Monday, November 2, 2009: 2:30 PM
Convention Center, Room 334, Third Floor
Hypoxia in the Gulf of Mexico has been monitored annually since 1985. There have been a number of scientific reports on the causes and effects of hypoxia. Discharge of nitrogen and phosphorus via the Mississippi River has been identified as significant associated factors. Spring discharge of nitrogen and phosphorus has been more strongly related to the annual size of the hypoxic zone than the annual flux of these nutrients. Public and scientific concerns about the impacts of expanded corn acreage, nutrient applications, and the demands for biofuels have increased. Will an expanded corn acreage associated with an increased biofuel demand contribute to increased nutrient flux to the Gulf, and a larger hypoxic zone? The relationships among spring nutrient flux, corn and soybean acreage, fertilizer nitrogen and phosphorus use, and hypoxia were examined for 1985 to 2008. Since the mid-1980s, spring discharge of nitrate-nitrogen, Kjeldahl nitrogen, total nitrogen, and total and orthophosphate phosphorus declined.

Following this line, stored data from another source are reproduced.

//! Construction of the built-in rule set.

use crate::{func_args, func_params, FuncArgs, FuncParams};
use arity_lint_core::{Config, ConfigError, RuleBox};

/// Names of every built-in rule.
pub const RULE_NAMES: &[&str] = &[func_args::NAME, func_params::NAME];

/// Returns every built-in rule with empty limits.
///
/// Useful for listing rules; with no limits configured neither rule reports.
#[must_use]
pub fn all_rules() -> Vec<RuleBox> {
    vec![Box::new(FuncArgs::default()), Box::new(FuncParams::default())]
}

/// Builds every built-in rule from its table in `config`.
///
/// Rules without a table get empty limits.
///
/// # Errors
///
/// Returns an error if a rule table holds an invalid limit or, for
/// `func-params`, an unknown key.
pub fn rules_from_config(config: &Config) -> Result<Vec<RuleBox>, ConfigError> {
    Ok(vec![
        Box::new(FuncArgs::from_config(config)?),
        Box::new(FuncParams::from_config(config)?),
    ])
}
//! Rule to limit the number of arguments passed at call sites.
//!
//! # Rationale
//!
//! Calls with long argument lists are hard to read and easy to get wrong,
//! especially for positional APIs. This rule caps the argument count per
//! called function, with a global fallback.
//!
//! # Configuration
//!
//! Every key of the rule table is a limit:
//!
//! - `global`: fallback limit for calls without a specific override
//! - any other key: limit for calls to that name (`foo(...)` or `a.foo(...)`)
//!
//! A limit of `-1` disables the check for that key. With no limits at all
//! the rule is inactive.

use arity_lint_core::syntax::CallSite;
use arity_lint_core::{
    Config, ConfigError, ExceedData, FileContext, LimitOptions, Location, Rule, Severity,
    SourceTree, Violation, Visit,
};
use tracing::trace;

/// Rule code for func-args.
pub const CODE: &str = "AR001";

/// Rule name for func-args.
pub const NAME: &str = "func-args";

/// Message template key.
pub const MESSAGE_ID: &str = "exceed";

const MESSAGE: &str =
    "{{name}} has been called with too many arguments ({{count}}). Maximum allowed is ({{max}}).";

/// Rendered in place of `{{name}}` when the callee has no name.
const UNNAMED_CALLEE: &str = "anonymous function";

const DOCS_URL: &str = "https://github.com/ynishi/arity-lint/blob/main/docs/rules/func-args.md";

/// Limits the number of arguments used in function calls.
#[derive(Debug, Clone)]
pub struct FuncArgs {
    options: LimitOptions,
    severity: Severity,
}

impl Default for FuncArgs {
    fn default() -> Self {
        Self::new(LimitOptions::new())
    }
}

impl FuncArgs {
    /// Creates a new rule with the given limits.
    #[must_use]
    pub fn new(options: LimitOptions) -> Self {
        Self {
            options,
            severity: Severity::Error,
        }
    }

    /// Creates the rule from the `[rules.func-args]` table of a configuration.
    ///
    /// # Errors
    ///
    /// Returns an error if a limit is not an integer of at least `-1`.
    pub fn from_config(config: &Config) -> Result<Self, ConfigError> {
        let options = match config.rule(NAME) {
            Some(table) => LimitOptions::from_rule_config(NAME, table, None)?,
            None => LimitOptions::new(),
        };
        Ok(Self::new(options))
    }

    /// Sets the limit for calls to `name` (or `global`).
    #[must_use]
    pub fn limit(mut self, name: impl Into<String>, max: i64) -> Self {
        self.options = self.options.with(name, max);
        self
    }

    /// Sets the severity level.
    #[must_use]
    pub fn severity(mut self, severity: Severity) -> Self {
        self.severity = severity;
        self
    }

    /// Returns the configured limits.
    #[must_use]
    pub fn options(&self) -> &LimitOptions {
        &self.options
    }
}

impl Rule for FuncArgs {
    fn name(&self) -> &'static str {
        NAME
    }

    fn code(&self) -> &'static str {
        CODE
    }

    fn description(&self) -> &'static str {
        "Enforces the number of arguments used in a function call"
    }

    fn default_severity(&self) -> Severity {
        self.severity
    }

    fn is_active(&self) -> bool {
        !self.options.is_empty()
    }

    fn check(&self, ctx: &FileContext, tree: &SourceTree) -> Vec<Violation> {
        if !self.is_active() {
            return Vec::new();
        }

        let mut visitor = CallVisitor {
            ctx,
            rule: self,
            violations: Vec::new(),
        };

        tree.walk(&mut visitor);
        visitor.violations
    }
}

struct CallVisitor<'a> {
    ctx: &'a FileContext,
    rule: &'a FuncArgs,
    violations: Vec<Violation>,
}

impl Visit for CallVisitor<'_> {
    fn visit_call(&mut self, call: &CallSite) {
        let name = call.callee.name().unwrap_or("");
        let limit = self.rule.options.resolve(name);

        let Some(max) = limit.exceeded_by(call.argument_count) else {
            return;
        };

        trace!(
            "{}:{}: `{}` called with {} arguments, limit {}",
            self.ctx.relative_path.display(),
            call.span.line,
            name,
            call.argument_count,
            max
        );

        let data = ExceedData {
            name: name.to_string(),
            count: call.argument_count,
            max,
        };
        let shown = ExceedData {
            name: if name.is_empty() {
                UNNAMED_CALLEE.to_string()
            } else {
                data.name.clone()
            },
            ..data.clone()
        };

        self.violations.push(
            Violation::new(
                CODE,
                NAME,
                self.rule.severity,
                Location::from_span(self.ctx.relative_path.clone(), call.span),
                shown.render(MESSAGE),
            )
            .with_data(MESSAGE_ID, data)
            .with_docs_url(DOCS_URL),
        );
    }
}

The net inputs of nitrogen and phosphorus declined most notably in the Upper Mississippi and the Ohio Sub-Basins, and modestly in the entire Mississippi River Basin. These changes occurred while corn yields increased and fertilizer consumption remained relatively static. Trends in spring discharge of nitrate-nitrogen, total phosphorus and orthophosphate phosphorus against harvested corn acreage were negative from 1990 to 2008. The vigilance of farmers, the skills of their crop advisers, and the research and transfer of new management technologies are likely to determine the future of crop nutrient use efficiency. Improvements in crop nutrient use efficiency through a 4R stewardship (right source, right rate, right time, and right place) are considered essential to improve farm profitability and sustainability, to provide global demands for food, fiber, and biofuels, and to protect water and air resources.